- **Stored data entries**:
═══

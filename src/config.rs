//! TOML configuration for endpoints, datasets, and run defaults.

use anyhow::{Context, Result};
use reqwest::Client;
use serde::Deserialize;
use std::fs;
use std::path::{Path, PathBuf};
use std::sync::Arc;
use std::time::Duration;
use tracing::info;

use crate::catchment::{CatchmentAggregator, EurostatClient, DEFAULT_EUROSTAT_URL};
use crate::cities::{CityDatabase, DEFAULT_MAX_DISTANCE_KM, DEFAULT_MIN_POPULATION};
use crate::geocode::{NominatimClient, DEFAULT_NOMINATIM_URL};
use crate::highway::{OverpassClient, DEFAULT_OVERPASS_URL};
use crate::models::RegionLevel;
use crate::pip::{BoundarySource, FieldMapping, GeoJsonBoundaryProvider, RegionCatalog};
use crate::pipeline::{BatchPipeline, RunOptions};
use crate::progress::ProgressObserver;
use crate::routing::{OsrmClient, RouteCache, Router, DEFAULT_OSRM_URL};

pub const NUTS2_URL: &str = "https://gisco-services.ec.europa.eu/distribution/v2/nuts/geojson/NUTS_RG_01M_2021_4326_LEVL_2.geojson";
pub const NUTS3_URL: &str = "https://gisco-services.ec.europa.eu/distribution/v2/nuts/geojson/NUTS_RG_01M_2021_4326_LEVL_3.geojson";

const PRG_WFS: &str = "https://mapy.geoportal.gov.pl/wss/service/PZGIK/PRG/WFS/AdministrativeBoundaries?SERVICE=WFS&VERSION=2.0.0&REQUEST=GetFeature&OUTPUTFORMAT=application/json&TYPENAMES=prg:";

#[derive(Debug, Deserialize, Clone, Default)]
#[serde(default)]
pub struct Config {
    pub http: HttpConfig,
    pub routing: RoutingConfig,
    pub statistics: StatisticsConfig,
    pub datasets: DatasetsConfig,
    pub highway: HighwayConfig,
    pub geocoder: GeocoderConfig,
    pub cities: CitiesConfig,
    pub run: RunOptions,
    pub notifications: NotificationConfig,
}

#[derive(Debug, Deserialize, Clone)]
#[serde(default)]
pub struct HttpConfig {
    pub user_agent: String,
    pub routing_timeout_secs: u64,
    pub statistics_timeout_secs: u64,
    pub highway_timeout_secs: u64,
    pub geocoder_timeout_secs: u64,
    pub dataset_timeout_secs: u64,
    pub dataset_attempts: u32,
}

impl Default for HttpConfig {
    fn default() -> Self {
        Self {
            user_agent: format!("roadscout/{}", env!("CARGO_PKG_VERSION")),
            routing_timeout_secs: 20,
            statistics_timeout_secs: 30,
            highway_timeout_secs: 30,
            geocoder_timeout_secs: 12,
            dataset_timeout_secs: 30,
            dataset_attempts: 3,
        }
    }
}

impl HttpConfig {
    /// HTTP client with the shared user agent and the given timeout
    pub fn client(&self, timeout_secs: u64) -> Result<Client> {
        Client::builder()
            .user_agent(&self.user_agent)
            .timeout(Duration::from_secs(timeout_secs))
            .gzip(true)
            .build()
            .context("Failed to create HTTP client")
    }
}

#[derive(Debug, Deserialize, Clone)]
#[serde(default)]
pub struct RoutingConfig {
    pub url: String,
    pub profile: String,
    /// Maximum cached routes; unbounded when absent
    pub cache_capacity: Option<usize>,
}

impl Default for RoutingConfig {
    fn default() -> Self {
        Self {
            url: DEFAULT_OSRM_URL.to_string(),
            profile: "driving".to_string(),
            cache_capacity: None,
        }
    }
}

#[derive(Debug, Deserialize, Clone)]
#[serde(default)]
pub struct StatisticsConfig {
    pub url: String,
}

impl Default for StatisticsConfig {
    fn default() -> Self {
        Self {
            url: DEFAULT_EUROSTAT_URL.to_string(),
        }
    }
}

#[derive(Debug, Deserialize, Clone)]
#[serde(default)]
pub struct DatasetsConfig {
    pub nuts2: BoundarySource,
    pub nuts3: BoundarySource,
    /// National admin levels; empty disables the official lookup
    pub admin: Vec<BoundarySource>,
}

impl Default for DatasetsConfig {
    fn default() -> Self {
        Self {
            nuts2: BoundarySource::new("NUTS2", NUTS2_URL, RegionLevel::Nuts2, FieldMapping::nuts()),
            nuts3: BoundarySource::new("NUTS3", NUTS3_URL, RegionLevel::Nuts3, FieldMapping::nuts()),
            admin: vec![
                BoundarySource::new(
                    "PRG wojewodztwa",
                    &format!("{}wojewodztwa", PRG_WFS),
                    RegionLevel::AdminRegion,
                    FieldMapping::prg(),
                ),
                BoundarySource::new(
                    "PRG powiaty",
                    &format!("{}powiaty", PRG_WFS),
                    RegionLevel::AdminCounty,
                    FieldMapping::prg(),
                ),
                BoundarySource::new(
                    "PRG gminy",
                    &format!("{}gminy", PRG_WFS),
                    RegionLevel::AdminMunicipality,
                    FieldMapping::prg(),
                ),
            ],
        }
    }
}

impl DatasetsConfig {
    /// Every configured source, NUTS first
    pub fn all(&self) -> Vec<BoundarySource> {
        let mut sources = vec![self.nuts2.clone(), self.nuts3.clone()];
        sources.extend(self.admin.iter().cloned());
        sources
    }
}

#[derive(Debug, Deserialize, Clone)]
#[serde(default)]
pub struct HighwayConfig {
    pub url: String,
    pub radius_km: f64,
}

impl Default for HighwayConfig {
    fn default() -> Self {
        Self {
            url: DEFAULT_OVERPASS_URL.to_string(),
            radius_km: 50.0,
        }
    }
}

#[derive(Debug, Deserialize, Clone)]
#[serde(default)]
pub struct GeocoderConfig {
    pub url: String,
}

impl Default for GeocoderConfig {
    fn default() -> Self {
        Self {
            url: DEFAULT_NOMINATIM_URL.to_string(),
        }
    }
}

#[derive(Debug, Deserialize, Clone)]
#[serde(default)]
pub struct CitiesConfig {
    /// CSV with name,population,latitude,longitude[,country]; the step is skipped without it
    pub path: Option<PathBuf>,
    pub min_population: u64,
    pub max_distance_km: f64,
}

impl Default for CitiesConfig {
    fn default() -> Self {
        Self {
            path: None,
            min_population: DEFAULT_MIN_POPULATION,
            max_distance_km: DEFAULT_MAX_DISTANCE_KM,
        }
    }
}

#[derive(Debug, Deserialize, Clone, Default)]
#[serde(default)]
pub struct NotificationConfig {
    /// Discord webhook notified at run start and completion
    pub discord_webhook: Option<String>,
}

impl Config {
    pub fn load_from_file<P: AsRef<Path>>(path: P) -> Result<Self> {
        let content = fs::read_to_string(path).context("Failed to read config file")?;
        let config: Config = toml::from_str(&content).context("Failed to parse config file")?;
        Ok(config)
    }

    /// Load `path` if given, otherwise built-in defaults
    pub fn load_or_default(path: Option<&Path>) -> Result<Self> {
        match path {
            Some(p) => Self::load_from_file(p),
            None => Ok(Self::default()),
        }
    }

    /// Wire the HTTP providers, route cache, and city database into a pipeline
    pub fn build_pipeline(&self, observer: Arc<dyn ProgressObserver>) -> Result<BatchPipeline> {
        let http = &self.http;

        let osrm = OsrmClient::new(
            http.client(http.routing_timeout_secs)?,
            &self.routing.url,
            &self.routing.profile,
        );
        let router = Router::new(
            Arc::new(osrm),
            RouteCache::new(self.routing.cache_capacity),
            Arc::clone(&observer),
        );

        let boundaries = GeoJsonBoundaryProvider::new(
            http.client(http.dataset_timeout_secs)?,
            http.dataset_attempts,
        );
        let statistics = EurostatClient::new(
            http.client(http.statistics_timeout_secs)?,
            &self.statistics.url,
        );

        let mut pipeline = BatchPipeline::new(
            router,
            RegionCatalog::new(Arc::new(boundaries)),
            CatchmentAggregator::new(Arc::new(statistics)),
            self.datasets.clone(),
            observer,
        )
        .with_highway(
            Arc::new(OverpassClient::new(
                http.client(http.highway_timeout_secs)?,
                &self.highway.url,
            )),
            self.highway.radius_km,
        )
        .with_geocoder(Arc::new(NominatimClient::new(
            http.client(http.geocoder_timeout_secs)?,
            &self.geocoder.url,
        )));

        match &self.cities.path {
            Some(path) => {
                let db = CityDatabase::load(path, self.cities.min_population)?;
                pipeline = pipeline.with_cities(db, self.cities.max_distance_km);
            }
            None => info!("No city database configured; nearest-city step disabled"),
        }

        Ok(pipeline)
    }
}
//! Administrative and statistical region types for PIP lookup.

use serde::{Deserialize, Serialize};

/// Region level tag.
///
/// National administrative levels come first (coarse to fine), followed by
/// the NUTS statistical levels.
#[derive(Debug, Clone, Copy, PartialEq, Eq, Hash, Serialize, Deserialize, PartialOrd, Ord)]
#[serde(rename_all = "snake_case")]
pub enum RegionLevel {
    /// Region / state / voivodeship
    AdminRegion,
    /// County / district / powiat
    AdminCounty,
    /// Municipality / LAU / gmina
    AdminMunicipality,
    /// NUTS level 2
    Nuts2,
    /// NUTS level 3
    Nuts3,
}

impl RegionLevel {
    /// Get the field name for this level
    pub fn field_name(&self) -> &'static str {
        match self {
            RegionLevel::AdminRegion => "region",
            RegionLevel::AdminCounty => "county",
            RegionLevel::AdminMunicipality => "municipality",
            RegionLevel::Nuts2 => "nuts2",
            RegionLevel::Nuts3 => "nuts3",
        }
    }
}

impl std::fmt::Display for RegionLevel {
    fn fmt(&self, f: &mut std::fmt::Formatter<'_>) -> std::fmt::Result {
        f.write_str(self.field_name())
    }
}

/// Metadata of one region polygon
#[derive(Debug, Clone, Serialize, Deserialize)]
pub struct RegionArea {
    /// Region code (NUTS_ID, TERYT, ...)
    pub code: String,

    /// Display name
    pub name: String,

    pub level: RegionLevel,

    /// ISO country code if the dataset carries one
    #[serde(skip_serializing_if = "Option::is_none")]
    pub country: Option<String>,
}

impl RegionArea {
    pub fn new(code: &str, name: &str, level: RegionLevel) -> Self {
        Self {
            code: code.to_string(),
            name: name.to_string(),
            level,
            country: None,
        }
    }
}

/// Code and name of a resolved region, as stored on a result record.
#[derive(Debug, Clone, Default, PartialEq, Serialize, Deserialize)]
pub struct RegionEntry {
    #[serde(skip_serializing_if = "Option::is_none")]
    pub name: Option<String>,

    #[serde(skip_serializing_if = "Option::is_none")]
    pub code: Option<String>,
}

impl RegionEntry {
    pub fn new(name: Option<String>, code: Option<String>) -> Self {
        Self {
            name: name.filter(|n| !n.is_empty()),
            code: code.filter(|c| !c.is_empty()),
        }
    }

    pub fn from_area(area: &RegionArea) -> Self {
        Self::new(Some(area.name.clone()), Some(area.code.clone()))
    }

    pub fn is_empty(&self) -> bool {
        self.name.is_none() && self.code.is_none()
    }
}

#[cfg(test)]
mod tests {
    use super::*;

    #[test]
    fn test_entry_drops_blank_parts() {
        let entry = RegionEntry::new(Some(String::new()), Some("DE111".to_string()));
        assert_eq!(entry.name, None);
        assert_eq!(entry.code.as_deref(), Some("DE111"));
        assert!(!entry.is_empty());
        assert!(RegionEntry::new(None, Some(String::new())).is_empty());
    }
}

═══

Collect every line from the records above that contains the word "StatisticsConfig".

- **Answer space**:
    pub statistics: StatisticsConfig,
pub struct StatisticsConfig {
impl Default for StatisticsConfig {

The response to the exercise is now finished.